Re: Compliant Tailoring of Normalisation for the Unicode Collation Algorithm

From: Markus Scherer <markus.icu_at_gmail.com>
Date: Fri, 18 May 2012 09:51:34 -0700

Back to first principles.

UCA conformance requires getting the same results as the Main Algorithm.
This can be done easily with NFD input text, or by implementing Step 1
which normalizes the input to NFD. Everything else is a performance
optimization, and there are trade-offs.

We also want collation to be fast, at least for most of normal input.

One of the main performance optimizations is to skip the normalization step
but still get the correct results for most input.
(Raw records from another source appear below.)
//! Stack of transient notifications above the footer, newest last

use iocraft::prelude::*;

use crate::app::view_model::NotificationView;
use crate::tui::theme::theme;

#[derive(Default, Props)]
pub struct ToastStackProps {
    pub notifications: Vec<NotificationView>,
}

#[component]
pub fn ToastStack(props: &ToastStackProps) -> impl Into<AnyElement<'static>> {
    let theme = theme();

    element! {
        View(width: 100pct, flex_direction: FlexDirection::Column, flex_shrink: 0.0) {
            #(props.notifications.iter().map(|n| {
                let color = theme.severity_color(n.severity);
                element! {
                    View(
                        width: 100pct,
                        height: 1,
                        padding_left: 1,
                        justify_content: JustifyContent::Center,
                        background_color: Color::Black,
                    ) {
                        Text(content: n.message.clone(), color: color, weight: Weight::Bold)
                    }
                }
            }))
        }
    }
}
//! Ticket CRUD commands

use std::io::{self, BufRead, Write};

use owo_colors::OwoColorize;
use serde_json::json;

use super::{CommandContext, CommandOutput, print_json};
use crate::app::confirm::{CONFIRM_HEADING, confirm_message};
use crate::app::{CREATE_FAILED, DELETE_FAILED, TICKET_CREATED, TICKET_DELETED, TICKET_UPDATED, UPDATE_FAILED};
use crate::display::{format_ticket_card, format_ticket_line};
use crate::error::{AppError, Result};
use crate::form::{FormField, FormState, Submission};
use crate::types::{Ticket, TicketStatus};

/// Create a ticket through the form validation path
pub async fn cmd_create(
    title: &str,
    description: Option<&str>,
    status: Option<&str>,
    output_json: bool,
) -> Result<()> {
    let ctx = CommandContext::load()?;
    ctx.require_session()?;

    let mut form = FormState::new();
    form.set_field(FormField::Title, title);
    if let Some(description) = description {
        form.set_field(FormField::Description, description);
    }
    if let Some(status) = status {
        form.set_field(FormField::Status, status);
    }

    let Submission::Create(new) = submit(&mut form)? else {
        return Err(AppError::Other(CREATE_FAILED.to_string()));
    };

    let ticket = ctx.service().create(new).await.map_err(|e| {
        tracing::warn!("create failed: {}", e);
        AppError::Other(format!("{CREATE_FAILED}: {e}"))
    })?;

    CommandOutput::new(json!({
        "action": "created",
        "message": TICKET_CREATED,
        "ticket": ticket,
    }))
    .with_text(format!(
        "{}\n\n{}",
        TICKET_CREATED.green(),
        format_ticket_card(&ticket)
    ))
    .print(output_json)
}

/// List tickets, newest first
pub async fn cmd_ls(status: Option<TicketStatus>, output_json: bool) -> Result<()> {
    let ctx = CommandContext::load()?;
    ctx.require_session()?;

    let tickets: Vec<Ticket> = ctx
        .service()
        .fetch_all()
        .await
        .into_iter()
        .filter(|t| status.is_none_or(|s| t.status == s))
        .collect();

    if output_json {
        return print_json(&tickets);
    }

    if tickets.is_empty() {
        println!("{}", "No tickets".dimmed());
        return Ok(());
    }
    for ticket in &tickets {
        println!("{}", format_ticket_line(ticket));
    }
    Ok(())
}

/// Show one ticket by id or unique id prefix
pub async fn cmd_show(id: &str, output_json: bool) -> Result<()> {
    let ctx = CommandContext::load()?;
    ctx.require_session()?;

    let ticket = ctx.service().find(id)?;
    CommandOutput::new(json!(ticket))
        .with_text(format_ticket_card(&ticket))
        .print(output_json)
}

/// Fields `update` may change; `None` keeps the stored value
#[derive(Debug, Default)]
pub struct UpdateOptions {
    pub title: Option<String>,
    pub description: Option<String>,
    pub status: Option<String>,
}

/// Update a ticket through the edit-mode form
pub async fn cmd_update(id: &str, options: UpdateOptions, output_json: bool) -> Result<()> {
    let ctx = CommandContext::load()?;
    ctx.require_session()?;

    let service = ctx.service();
    let existing = service.find(id)?;

    let mut form = FormState::for_edit(&existing);
    if let Some(title) = options.title {
        form.set_field(FormField::Title, title);
    }
    if let Some(description) = options.description {
        form.set_field(FormField::Description, description);
    }
    if let Some(status) = options.status {
        form.set_field(FormField::Status, status);
    }

    let Submission::Update(patch) = submit(&mut form)? else {
        return Err(AppError::Other(UPDATE_FAILED.to_string()));
    };

    let ticket = service.update(patch).await.map_err(|e| {
        tracing::warn!("update failed: {}", e);
        AppError::Other(format!("{UPDATE_FAILED}: {e}"))
    })?;

    CommandOutput::new(json!({
        "action": "updated",
        "message": TICKET_UPDATED,
        "ticket": ticket,
    }))
    .with_text(format!(
        "{}\n\n{}",
        TICKET_UPDATED.green(),
        format_ticket_card(&ticket)
    ))
    .print(output_json)
}

/// Delete a ticket, asking for confirmation unless `yes` is set
pub async fn cmd_delete(id: &str, yes: bool, output_json: bool) -> Result<()> {
    let ctx = CommandContext::load()?;
    ctx.require_session()?;

    let service = ctx.service();
    let ticket = service.find(id)?;

    if !yes {
        let stdin = io::stdin();
        if !confirm_delete(&ticket, &mut stdin.lock(), &mut io::stderr())? {
            return CommandOutput::new(json!({
                "action": "cancelled",
                "id": ticket.id,
            }))
            .with_text("Cancelled".dimmed().to_string())
            .print(output_json);
        }
    }

    service.delete(&ticket.id).await.map_err(|e| {
        tracing::warn!("delete failed: {}", e);
        AppError::Other(format!("{DELETE_FAILED}: {e}"))
    })?;

    CommandOutput::new(json!({
        "action": "deleted",
        "message": TICKET_DELETED,
        "id": ticket.id,
    }))
    .with_text(TICKET_DELETED.green().to_string())
    .print(output_json)
}

fn submit(form: &mut FormState) -> Result<Submission> {
    form.submit().map_err(AppError::Validation)
}

/// Ask on `input` whether to delete; only `y` or `yes` confirms.
fn confirm_delete<R: BufRead, W: Write>(ticket: &Ticket, input: &mut R, prompt: &mut W) -> Result<bool> {
    write!(
        prompt,
        "{}\n{} [y/N] ",
        CONFIRM_HEADING.bold(),
        confirm_message(&ticket.title)
    )?;
    prompt.flush()?;

    let mut answer = String::new();
    input.read_line(&mut answer)?;
    Ok(matches!(
        answer.trim().to_ascii_lowercase().as_str(),
        "y" | "yes"
    ))
}

#[cfg(test)]
mod tests {
    use super::*;
    use crate::types::TicketId;

    fn ticket() -> Ticket {
        Ticket {
            id: TicketId::new("a"),
            title: "Broken login".to_string(),
            description: None,
            status: TicketStatus::Open,
        }
    }

    #[test]
    fn test_confirm_delete_answers() {
        for (answer, expected) in [
            ("y\n", true),
            ("YES\n", true),
            ("n\n", false),
            ("\n", false),
            ("", false),
            ("yep\n", false),
        ] {
            let mut input = answer.as_bytes();
            let mut prompt = Vec::new();
            assert_eq!(
                confirm_delete(&ticket(), &mut input, &mut prompt).unwrap(),
                expected,
                "answer {answer:?}"
            );
            let prompt = String::from_utf8(prompt).unwrap();
            assert!(prompt.contains("Are you sure you want to delete Broken login?"));
        }
    }
}
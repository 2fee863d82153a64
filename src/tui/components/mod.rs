//! Reusable TUI components

pub mod confirm_modal;
pub mod empty_state;
pub mod field_row;
pub mod footer;
pub mod header;
pub mod modal;
pub mod shortcuts;
pub mod ticket_card;
pub mod ticket_form;
pub mod ticket_list;
pub mod toast;

pub use confirm_modal::ConfirmModal;
pub use empty_state::{EmptyState, EmptyStateKind};
pub use field_row::FieldRow;
pub use footer::{
    Footer, Shortcut, confirm_shortcuts, form_shortcuts, list_shortcuts, login_shortcuts,
};
pub use header::Header;
pub use modal::Modal;
pub use ticket_card::TicketCard;
pub use ticket_form::TicketForm;
pub use ticket_list::TicketList;
pub use toast::ToastStack;
use clap::{CommandFactory, Parser, Subcommand};
use clap_complete::Shell;
use std::io;
use std::str::FromStr;

use crate::types::{TicketStatus, VALID_STATUSES};

#[derive(Parser)]
#[command(name = "ticketapp")]
#[command(about = "Minimal ticket tracking from the terminal")]
#[command(version)]
pub struct Cli {
    #[command(subcommand)]
    pub command: Commands,
}

#[derive(Subcommand)]
pub enum Commands {
    /// Create a new ticket
    #[command(visible_alias = "c")]
    Create {
        /// Ticket title
        title: String,

        /// Description text (max 1000 characters)
        #[arg(short, long)]
        description: Option<String>,

        /// Status: open, in_progress, closed (default: open)
        #[arg(short, long)]
        status: Option<String>,

        /// Output as JSON
        #[arg(long)]
        json: bool,
    },

    /// List tickets, newest first
    Ls {
        /// Filter by status
        #[arg(long, value_parser = parse_status)]
        status: Option<TicketStatus>,

        /// Output as JSON
        #[arg(long)]
        json: bool,
    },

    /// Display a ticket
    #[command(visible_alias = "s")]
    Show {
        /// Ticket ID (can be partial)
        id: String,

        /// Output as JSON
        #[arg(long)]
        json: bool,
    },

    /// Change a ticket's title, description or status
    Update {
        /// Ticket ID (can be partial)
        id: String,

        #[arg(long)]
        title: Option<String>,

        /// New description (empty string clears it)
        #[arg(long)]
        description: Option<String>,

        #[arg(long)]
        status: Option<String>,

        /// Output as JSON
        #[arg(long)]
        json: bool,
    },

    /// Delete a ticket
    #[command(visible_alias = "rm")]
    Delete {
        /// Ticket ID (can be partial)
        id: String,

        /// Skip the confirmation prompt
        #[arg(short, long)]
        yes: bool,

        /// Output as JSON
        #[arg(long)]
        json: bool,
    },

    /// Ticket counts per status
    Dashboard {
        /// Output as JSON
        #[arg(long)]
        json: bool,
    },

    /// Start a session
    Login {
        #[arg(long)]
        email: String,

        #[arg(long)]
        password: String,

        /// Output as JSON
        #[arg(long)]
        json: bool,
    },

    /// Create an account and start a session
    Signup {
        #[arg(long)]
        name: String,

        #[arg(long)]
        email: String,

        #[arg(long)]
        password: String,

        /// Output as JSON
        #[arg(long)]
        json: bool,
    },

    /// End the current session
    Logout {
        /// Output as JSON
        #[arg(long)]
        json: bool,
    },

    /// Show the signed-in user
    Whoami {
        /// Output as JSON
        #[arg(long)]
        json: bool,
    },

    /// Interactive board
    View,

    /// Manage configuration
    Config {
        #[command(subcommand)]
        action: ConfigAction,
    },

    /// Generate shell completions
    Completions {
        /// Shell to generate completions for
        shell: Shell,
    },
}

#[derive(Subcommand)]
pub enum ConfigAction {
    /// Show current configuration
    Show {
        /// Output as JSON
        #[arg(long)]
        json: bool,
    },
    /// Set a configuration value
    Set {
        /// Configuration key (latency_ms, notification_ms, require_login)
        key: String,
        /// Value to set
        value: String,
        /// Output as JSON
        #[arg(long)]
        json: bool,
    },
    /// Get a configuration value
    Get {
        /// Configuration key (latency_ms, notification_ms, require_login)
        key: String,
        /// Output as JSON
        #[arg(long)]
        json: bool,
    },
}

impl Commands {
    /// Execute the command, dispatching to the appropriate handler.
    pub async fn run(self) -> crate::error::Result<()> {
        use crate::commands::{
            UpdateOptions, cmd_config_get, cmd_config_set, cmd_config_show, cmd_create,
            cmd_dashboard, cmd_delete, cmd_login, cmd_logout, cmd_ls, cmd_show, cmd_signup,
            cmd_update, cmd_view, cmd_whoami,
        };

        match self {
            Commands::Create {
                title,
                description,
                status,
                json,
            } => cmd_create(&title, description.as_deref(), status.as_deref(), json).await,
            Commands::Ls { status, json } => cmd_ls(status, json).await,
            Commands::Show { id, json } => cmd_show(&id, json).await,
            Commands::Update {
                id,
                title,
                description,
                status,
                json,
            } => {
                cmd_update(
                    &id,
                    UpdateOptions {
                        title,
                        description,
                        status,
                    },
                    json,
                )
                .await
            }
            Commands::Delete { id, yes, json } => cmd_delete(&id, yes, json).await,
            Commands::Dashboard { json } => cmd_dashboard(json).await,

            Commands::Login {
                email,
                password,
                json,
            } => cmd_login(&email, &password, json),
            Commands::Signup {
                name,
                email,
                password,
                json,
            } => cmd_signup(&name, &email, &password, json),
            Commands::Logout { json } => cmd_logout(json),
            Commands::Whoami { json } => cmd_whoami(json),

            Commands::View => cmd_view().await,

            Commands::Config { action } => match action {
                ConfigAction::Show { json } => cmd_config_show(json),
                ConfigAction::Set { key, value, json } => cmd_config_set(&key, &value, json),
                ConfigAction::Get { key, json } => cmd_config_get(&key, json),
            },

            Commands::Completions { shell } => {
                generate_completions(shell);
                Ok(())
            }
        }
    }
}

fn parse_with_validation<T, F>(
    s: &str,
    parser: F,
    field_name: &str,
    valid_values: &[&str],
) -> Result<T, String>
where
    F: FnOnce(&str) -> Result<T, String>,
{
    parser(s).map_err(|_| {
        format!(
            "Invalid {}. Must be one of: {}",
            field_name,
            valid_values.join(", ")
        )
    })
}

fn parse_status(s: &str) -> Result<TicketStatus, String> {
    parse_with_validation(
        s,
        |v| TicketStatus::from_str(v).map_err(|_| String::new()),
        "status",
        VALID_STATUSES,
    )
}

pub fn generate_completions(shell: Shell) {
    clap_complete::generate(shell, &mut Cli::command(), "ticketapp", &mut io::stdout());
}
We used to think and write that as long as input strings pass the FCD test,
we will get the correct results. Except, at least for ICU we already
documented in our User Guide that we have an additional limitation -- if
contractions overlap with decomposition mappings, we already said we would
not get the correct results.

On inspection, we think we can do better (and want to), probably by adding
overlap contractions. If we get into trouble with that, we will think of
alternatives. One is to decompose more characters even in FCD input.
Another is to keep documenting a limitation *when normalization is off*.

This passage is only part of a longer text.